:: SUPPLIED DATA
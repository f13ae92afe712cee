//! Keyword-matching link harvesting.

use kbharvest_shared::{ExtractOptions, Section};
use url::Url;

use crate::node::{ContentNode, NodeKind};
use crate::relevance::KeywordSet;

/// Gather relevant links into one `"<topic> Resources and Links"` section.
///
/// A link qualifies when its text or its raw destination matches a keyword.
/// Relative destinations are resolved against `page_url`. Without an active
/// keyword set nothing is harvested.
pub fn extract_links<N: ContentNode>(
    root: &N,
    page_url: &Url,
    keywords: Option<&KeywordSet>,
    opts: &ExtractOptions,
) -> Option<Section> {
    let keywords = keywords?;

    let entries: Vec<String> = root
        .descendants_of(NodeKind::Link)
        .iter()
        .filter_map(|link| {
            let href = link.href()?;
            let text = link.text_content();
            if !keywords.matches(&text) && !keywords.matches(&href) {
                return None;
            }
            Some(format!("{text}: {}", resolve(page_url, &href)))
        })
        .take(opts.max_links)
        .collect();

    Section::new(format!("{} Resources and Links", opts.topic), entries)
}

/// Absolute form of `href`, or the raw value when it cannot be joined.
fn resolve(base: &Url, href: &str) -> String {
    base.join(href.trim())
        .map(|u| u.to_string())
        .unwrap_or_else(|_| href.to_string())
}
//! Shared types, error model, and configuration for kbharvest.
//!
//! This crate is the foundation depended on by all other kbharvest crates.
//! It provides:
//! - [`HarvestError`]: the unified error type
//! - Domain types ([`Source`], [`Section`], [`ExtractionRecord`], [`AggregateResult`],
//!   [`DownloadManifest`])
//! - Configuration ([`AppConfig`], [`HarvestConfig`], [`DownloadConfig`], config loading)

pub mod config;
pub mod error;
pub mod types;

// Re-export public API at crate root for ergonomic imports.
pub use config::{
    AppConfig, DEFAULT_CONFIG_TEMPLATE, DownloadConfig, DownloadSettings, ExtractOptions,
    HarvestConfig, HarvestSettings, config_dir, config_file_path, init_config, load_config,
    load_config_from, validate_config,
};
pub use error::{HarvestError, Result};
pub use types::{
    AggregateResult, DEFAULT_INFO_KEY, DownloadEntry, DownloadInfo, DownloadManifest,
    ExtractionInfo, ExtractionRecord, KeyedAggregate, KeyedRecord, PdfResource, Section, Source,
    SourceOutcome, TIMESTAMP_FORMAT, timestamp_now,
};
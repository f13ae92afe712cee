//! Error types for kbharvest.
//!
//! Library crates use [`HarvestError`] via `thiserror`.
//! The CLI wraps this with `color-eyre` for rich diagnostics.

use std::path::PathBuf;

/// Top-level error type for all kbharvest operations.
#[derive(Debug, thiserror::Error)]
pub enum HarvestError {
    /// Configuration loading or validation error.
    #[error("config error: {message}")]
    Config { message: String },

    /// Timeout, connection failure, or non-2xx status while fetching.
    #[error("network error: {0}")]
    Network(String),

    /// A downloaded payload does not carry the expected format signature.
    #[error("integrity error: {0}")]
    Integrity(String),

    /// Filesystem I/O error.
    #[error("I/O error at {path:?}: {source}")]
    Io {
        path: PathBuf,
        source: std::io::Error,
    },

    /// JSON/TOML serialization error.
    #[error("serialization error: {0}")]
    Serialize(String),

    /// Data validation error (bad URL, empty name, etc.).
    #[error("validation error: {message}")]
    Validation { message: String },
}

/// Convenience alias used throughout the codebase.
pub type Result<T> = std::result::Result<T, HarvestError>;

impl HarvestError {
    /// Create a config error from any displayable message.
    pub fn config(msg: impl Into<String>) -> Self {
        Self::Config {
            message: msg.into(),
        }
    }

    /// Create a validation error from any displayable message.
    pub fn validation(msg: impl Into<String>) -> Self {
        Self::Validation {
            message: msg.into(),
        }
    }

    /// Wrap a `std::io::Error` with a path for context.
    pub fn io(path: impl Into<PathBuf>, source: std::io::Error) -> Self {
        Self::Io {
            path: path.into(),
            source,
        }
    }
}

impl From<serde_json::Error> for HarvestError {
    fn from(e: serde_json::Error) -> Self {
        Self::Serialize(e.to_string())
    }
}
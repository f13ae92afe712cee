//! Whole-page extraction: locate the content root, then run every extractor.

use kbharvest_shared::{ExtractOptions, Section};
use scraper::Html;
use tracing::debug;
use url::Url;

use crate::links::extract_links;
use crate::lists::extract_lists;
use crate::locator::locate_content;
use crate::relevance::KeywordSet;
use crate::segment::segment_sections;

/// Parse `html` and return its sections: headings first, then lists, then links.
///
/// Malformed markup is never an error; it just yields fewer sections.
pub fn extract_page(
    html: &str,
    page_url: &Url,
    keywords: Option<&KeywordSet>,
    opts: &ExtractOptions,
) -> Vec<Section> {
    let doc = Html::parse_document(html);
    let root = locate_content(&doc.root_element());

    let mut sections = segment_sections(&root, keywords, opts);
    let from_headings = sections.len();

    sections.extend(extract_lists(&root, keywords, opts));
    let from_lists = sections.len() - from_headings;

    let links = extract_links(&root, page_url, keywords, opts);
    let has_links = links.is_some();
    sections.extend(links);

    debug!(
        url = %page_url,
        root = root.value().name(),
        from_headings,
        from_lists,
        has_links,
        "page extracted"
    );

    sections
}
::::
__TASK DESCRIPTION__:
An exact copy of all the entries is the required answer.

__TASK RESULT__:
repository f13ae92afe712cee
//! Keyword-matching link harvesting.

use kbharvest_shared::{ExtractOptions, Section};
use url::Url;

use crate::node::{ContentNode, NodeKind};
use crate::relevance::KeywordSet;

/// Gather relevant links into one `"<topic> Resources and Links"` section.
///
/// A link qualifies when its text or its raw destination matches a keyword.
/// Relative destinations are resolved against `page_url`. Without an active
/// keyword set nothing is harvested.
pub fn extract_links<N: ContentNode>(
    root: &N,
    page_url: &Url,
    keywords: Option<&KeywordSet>,
    opts: &ExtractOptions,
) -> Option<Section> {
    let keywords = keywords?;

    let entries: Vec<String> = root
        .descendants_of(NodeKind::Link)
        .iter()
        .filter_map(|link| {
            let href = link.href()?;
            let text = link.text_content();
            if !keywords.matches(&text) && !keywords.matches(&href) {
                return None;
            }
            Some(format!("{text}: {}", resolve(page_url, &href)))
        })
        .take(opts.max_links)
        .collect();

    Section::new(format!("{} Resources and Links", opts.topic), entries)
}

/// Absolute form of `href`, or the raw value when it cannot be joined.
fn resolve(base: &Url, href: &str) -> String {
    base.join(href.trim())
        .map(|u| u.to_string())
        .unwrap_or_else(|_| href.to_string())
}
//! Shared types, error model, and configuration for kbharvest.
//!
//! This crate is the foundation depended on by all other kbharvest crates.
//! It provides:
//! - [`HarvestError`]: the unified error type
//! - Domain types ([`Source`], [`Section`], [`ExtractionRecord`], [`AggregateResult`],
//!   [`DownloadManifest`])
//! - Configuration ([`AppConfig`], [`HarvestConfig`], [`DownloadConfig`], config loading)

pub mod config;
pub mod error;
pub mod types;

// Re-export public API at crate root for ergonomic imports.
pub use config::{
    AppConfig, DEFAULT_CONFIG_TEMPLATE, DownloadConfig, DownloadSettings, ExtractOptions,
    HarvestConfig, HarvestSettings, config_dir, config_file_path, init_config, load_config,
    load_config_from, validate_config,
};
pub use error::{HarvestError, Result};
pub use types::{
    AggregateResult, DEFAULT_INFO_KEY, DownloadEntry, DownloadInfo, DownloadManifest,
    ExtractionInfo, ExtractionRecord, KeyedAggregate, KeyedRecord, PdfResource, Section, Source,
    SourceOutcome, TIMESTAMP_FORMAT, timestamp_now,
};
repository f13ae92afe712cee
//! Error types for kbharvest.
//!
//! Library crates use [`HarvestError`] via `thiserror`.
//! The CLI wraps this with `color-eyre` for rich diagnostics.

use std::path::PathBuf;

/// Top-level error type for all kbharvest operations.
#[derive(Debug, thiserror::Error)]
pub enum HarvestError {
    /// Configuration loading or validation error.
    #[error("config error: {message}")]
    Config { message: String },

    /// Timeout, connection failure, or non-2xx status while fetching.
    #[error("network error: {0}")]
    Network(String),

    /// A downloaded payload does not carry the expected format signature.
    #[error("integrity error: {0}")]
    Integrity(String),

    /// Filesystem I/O error.
    #[error("I/O error at {path:?}: {source}")]
    Io {
        path: PathBuf,
        source: std::io::Error,
    },

    /// JSON/TOML serialization error.
    #[error("serialization error: {0}")]
    Serialize(String),

    /// Data validation error (bad URL, empty name, etc.).
    #[error("validation error: {message}")]
    Validation { message: String },
}

/// Convenience alias used throughout the codebase.
pub type Result<T> = std::result::Result<T, HarvestError>;

impl HarvestError {
    /// Create a config error from any displayable message.
    pub fn config(msg: impl Into<String>) -> Self {
        Self::Config {
            message: msg.into(),
        }
    }

    /// Create a validation error from any displayable message.
    pub fn validation(msg: impl Into<String>) -> Self {
        Self::Validation {
            message: msg.into(),
        }
    }

    /// Wrap a `std::io::Error` with a path for context.
    pub fn io(path: impl Into<PathBuf>, source: std::io::Error) -> Self {
        Self::Io {
            path: path.into(),
            source,
        }
    }
}

impl From<serde_json::Error> for HarvestError {
    fn from(e: serde_json::Error) -> Self {
        Self::Serialize(e.to_string())
    }
}
repository f13ae92afe712cee
//! Whole-page extraction: locate the content root, then run every extractor.

use kbharvest_shared::{ExtractOptions, Section};
use scraper::Html;
use tracing::debug;
use url::Url;

use crate::links::extract_links;
use crate::lists::extract_lists;
use crate::locator::locate_content;
use crate::relevance::KeywordSet;
use crate::segment::segment_sections;

/// Parse `html` and return its sections: headings first, then lists, then links.
///
/// Malformed markup is never an error; it just yields fewer sections.
pub fn extract_page(
    html: &str,
    page_url: &Url,
    keywords: Option<&KeywordSet>,
    opts: &ExtractOptions,
) -> Vec<Section> {
    let doc = Html::parse_document(html);
    let root = locate_content(&doc.root_element());

    let mut sections = segment_sections(&root, keywords, opts);
    let from_headings = sections.len();

    sections.extend(extract_lists(&root, keywords, opts));
    let from_lists = sections.len() - from_headings;

    let links = extract_links(&root, page_url, keywords, opts);
    let has_links = links.is_some();
    sections.extend(links);

    debug!(
        url = %page_url,
        root = root.value().name(),
        from_headings,
        from_lists,
        has_links,
        "page extracted"
    );

    sections
}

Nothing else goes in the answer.